Available research evidence suggests that artificial intelligence (AI) approaches could play clinically useful roles in occupational medicine, including health risk assessment and prediction of disability duration and return to work, according to a review article in the December
Journal of Occupational and Environmental Medicine.
Zaira S. Chaudhry, MD, MPH, and Avishek Choudhury, PhD, of West Virginia University, Morgantown, performed a systematic review of studies on clinically relevant applications of AI in occupational health, published between 2014 and 2024. Qualitative analysis focused on 27 studies using a total of 47 AI algorithms, including artificial neural networks, support vector machines, and random forest.

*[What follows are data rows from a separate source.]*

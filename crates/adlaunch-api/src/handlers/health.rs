use axum::{response::IntoResponse, Json};
use serde_json::json;

/// Health check endpoint
#[utoipa::path(
    get,
    path = "/health",
    responses(
        (status = 200, description = "Service is healthy")
    ),
    tag = "health"
)]
pub async fn health() -> impl IntoResponse {
    Json(json!({ "status": "ok" }))
}
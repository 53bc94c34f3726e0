//! Per-draft asset upload stage
//!
//! Assets are processed sequentially in source order to keep rate-limit
//! exposure predictable and error attribution simple.

use adlaunch_core::models::AdDraft;
use adlaunch_meta::{AssetUploader, ProcessedAsset};

/// Upload every asset of a draft. Individual failures are recorded on the
/// asset; the returned vector always has one entry per draft asset.
pub async fn upload_draft_assets(
    uploader: &AssetUploader<'_>,
    ad_account_id: &str,
    draft: &AdDraft,
) -> Vec<ProcessedAsset> {
    let mut processed = Vec::with_capacity(draft.assets.len());
    for asset in &draft.assets {
        tracing::info!(
            draft_id = %draft.id,
            asset = %asset.name,
            kind = %asset.kind,
            "Uploading draft asset"
        );
        processed.push(uploader.process_asset(ad_account_id, asset).await);
    }
    processed
}
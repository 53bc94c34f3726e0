//! Ad Launch API Library
//!
//! This crate provides the HTTP API handlers and application setup.

// Module declarations
mod api_doc;
mod handlers;
mod telemetry;

// Public modules
pub mod error;
pub mod services;
pub mod setup;
pub mod state;

// Re-exports
pub use error::ErrorResponse;
//! Graph API error type
//!
//! Upstream failures keep the structured error fields Meta returns
//! (`code`, `error_subcode`, `type`) alongside the human-readable message so
//! outcome classification can key off codes first and fall back to text.

use thiserror::Error;

/// Errors from the Meta Graph API surface.
#[derive(Debug, Error)]
pub enum GraphError {
    /// Structured platform error parsed from a Graph `{"error": {...}}` body.
    #[error("Graph API error ({status}): {message}")]
    Api {
        status: u16,
        message: String,
        error_type: Option<String>,
        code: Option<i64>,
        error_subcode: Option<i64>,
        fbtrace_id: Option<String>,
    },

    /// Non-2xx response whose body was not a Graph error object.
    #[error("HTTP {status} from Graph API: {body}")]
    Http { status: u16, body: String },

    /// Connection/timeout failures before a response arrived.
    #[error("Transport error: {0}")]
    Transport(String),

    /// 2xx response whose body did not match the expected shape.
    #[error("Invalid Graph API response: {0}")]
    InvalidResponse(String),
}

impl GraphError {
    /// HTTP status of the failure, if one was received.
    pub fn status(&self) -> Option<u16> {
        match self {
            GraphError::Api { status, .. } | GraphError::Http { status, .. } => Some(*status),
            _ => None,
        }
    }

    /// 4xx responses are non-retryable: the request itself is wrong.
    pub fn is_client_error(&self) -> bool {
        matches!(self.status(), Some(s) if (400..500).contains(&s))
    }

    /// 5xx and transport failures may succeed on retry.
    pub fn is_transient(&self) -> bool {
        match self {
            GraphError::Transport(_) => true,
            _ => matches!(self.status(), Some(s) if s >= 500),
        }
    }

    pub fn api_code(&self) -> Option<i64> {
        match self {
            GraphError::Api { code, .. } => *code,
            _ => None,
        }
    }

    pub fn api_subcode(&self) -> Option<i64> {
        match self {
            GraphError::Api { error_subcode, .. } => *error_subcode,
            _ => None,
        }
    }

    pub fn api_error_type(&self) -> Option<&str> {
        match self {
            GraphError::Api { error_type, .. } => error_type.as_deref(),
            _ => None,
        }
    }
}

impl From<reqwest::Error> for GraphError {
    fn from(err: reqwest::Error) -> Self {
        GraphError::Transport(err.to_string())
    }
}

Seventeen studies focused on occupational health risk assessment. Findings included positive results using AI to predict noise-induced hearing loss in steel factory workers and changes in white blood cell counts among workers exposed to benzene. Other papers reported positive evaluations of AI in risk assessment for musculoskeletal disorders, occupational lung disease, blood dyscrasias, and metabolic syndrome.

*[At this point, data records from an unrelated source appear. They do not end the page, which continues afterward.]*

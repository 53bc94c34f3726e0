//! Application setup and initialization
//!
//! All initialization logic lives here instead of main.rs: configuration
//! validation, telemetry, database, service wiring, and routes.

pub mod database;
pub mod routes;
pub mod server;
pub mod services;

use anyhow::{Context, Result};

use adlaunch_core::Config;

use crate::state::AppState;

/// Initialize the entire application
pub async fn initialize_app(config: Config) -> Result<(AppState, axum::Router)> {
    // Fail fast on misconfiguration
    config
        .validate()
        .context("Configuration validation failed")?;

    crate::telemetry::init_telemetry(config.is_production());
    tracing::info!("Configuration loaded and validated successfully");

    let pool = database::setup_database(&config).await?;
    let state = services::initialize_services(&config, pool)?;
    let router = routes::setup_routes(&config, state.clone())?;

    Ok((state, router))
}
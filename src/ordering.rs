//! Keeps a permutation of stream indices ordered by current record.
//!
//! Every round the merge advances the minimum stream and whatever was tied with it, which
//! only ever moves those streams later in sort order. The rest of the permutation is still
//! ordered, so most rounds can be repaired far more cheaply than a full sort:
//!
//! * **pair swap**: at most two streams moved and both still sit at or before position 2,
//!   so only positions 0 and 1 can be out of order.
//! * **binary insertion**: at most two streams moved and many are active; each moved
//!   stream is binary searched into the ordered tail and rotated into place.
//! * **shell sort**: everything else, including the very first round.

use std::cmp::Ordering;

const SHELL_GAPS: [usize; 8] = [1, 4, 10, 23, 57, 132, 301, 701];

/// Binary insertion only pays off over a long enough tail.
const BINARY_INSERTION_MIN_ACTIVE: usize = 8;

/// Fast paths apply when at most this many streams advanced last round.
const FAST_PATH_MAX_ADVANCED: usize = 2;

#[derive(Debug, Clone, Copy, PartialEq, Eq)]
pub enum Strategy {
    PairSwap,
    BinaryInsertion,
    ShellSort,
}

#[derive(Debug, Clone)]
pub struct Permutation {
    order: Vec<usize>,
}

impl Permutation {
    pub fn identity(len: usize) -> Self {
        Self { order: (0..len).collect() }
    }

    /// Stream index held at `position`.
    pub fn at(&self, position: usize) -> usize {
        self.order[position]
    }

    pub fn as_slice(&self) -> &[usize] {
        &self.order
    }

    /// Restore ascending order over the first `active` positions.
    ///
    /// `advanced` is how many streams, starting at position 0, moved since the last call.
    /// Positions `advanced..active` must already be in order. `cmp` compares two stream
    /// indices. Returns the strategy that was used.
    pub fn reorder<F>(&mut self, advanced: usize, active: usize, mut cmp: F) -> Strategy
    where
        F: FnMut(usize, usize) -> Ordering,
    {
        let active = active.min(self.order.len());
        let o = &self.order;

        if advanced <= FAST_PATH_MAX_ADVANCED
            && active > 2
            && cmp(o[0], o[2]) != Ordering::Greater
            && cmp(o[1], o[2]) != Ordering::Greater
        {
            if cmp(o[0], o[1]) == Ordering::Greater {
                self.order.swap(0, 1);
            }
            Strategy::PairSwap
        } else if advanced <= FAST_PATH_MAX_ADVANCED && active >= BINARY_INSERTION_MIN_ACTIVE {
            for k in (0..advanced).rev() {
                self.insert_into_tail(k, active, &mut cmp);
            }
            Strategy::BinaryInsertion
        } else {
            self.shell_sort(active, &mut cmp);
            Strategy::ShellSort
        }
    }

    /// Move the entry at `k` into the ordered run `k+1..active`, in front of any equal
    /// entries.
    fn insert_into_tail<F>(&mut self, k: usize, active: usize, cmp: &mut F)
    where
        F: FnMut(usize, usize) -> Ordering,
    {
        let key = self.order[k];
        let offset = self.order[k + 1..active].partition_point(|&other| cmp(other, key) == Ordering::Less);
        let place = k + offset;
        if place > k {
            self.order[k..=place].rotate_left(1);
        }
    }

    fn shell_sort<F>(&mut self, active: usize, cmp: &mut F)
    where
        F: FnMut(usize, usize) -> Ordering,
    {
        for &gap in SHELL_GAPS.iter().rev() {
            if gap > active / 2 {
                continue;
            }
            for i in gap..active {
                let mut j = i;
                while j >= gap && cmp(self.order[j - gap], self.order[j]) == Ordering::Greater {
                    self.order.swap(j - gap, j);
                    j -= gap;
                }
            }
        }
    }
}
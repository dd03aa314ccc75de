use tracing_subscriber::EnvFilter;

/// Install the stderr subscriber. `RUST_LOG` overrides the default `info` level.
/// Stdout is left to the merged output.
pub fn init_tracing() {
    let filter = EnvFilter::try_from_default_env().unwrap_or_else(|_| EnvFilter::new("info"));
    let _ = tracing_subscriber::fmt()
        .with_env_filter(filter)
        .with_writer(std::io::stderr)
        .with_target(false)
        .try_init();
}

Five studies examined the use of AI in predicting return to work and disability duration—uniquely important factors in assessment and management of workers' compensation cases. Other studies evaluated clinical applications of AI in assessment of injury severity and development of occupational injury management decision support tools and mobile health applications.

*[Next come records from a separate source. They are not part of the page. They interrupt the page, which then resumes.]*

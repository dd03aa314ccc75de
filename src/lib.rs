pub mod cli;
pub mod error;
pub mod fd_limit;
pub mod logging;
pub mod merge;
pub mod merge_config;
pub mod ordering;
pub mod record_stream;

pub use error::*;
pub use merge::{MergeStats, Merger};
pub use merge_config::MergeConfig;
pub use record_stream::RecordStream;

"While the findings of the reviewed studies are promising, it is necessary to proceed with caution when integrating AI into occupational health settings," Drs. Chaudhry and Choudhury conclude. They identify key areas for further research—highlighting the need for "robust explainable AI models that are informed by occupational health clinicians and rigorously validated in real-world settings with diverse worker populations to optimize their clinical utility and promote clinician trust in these models."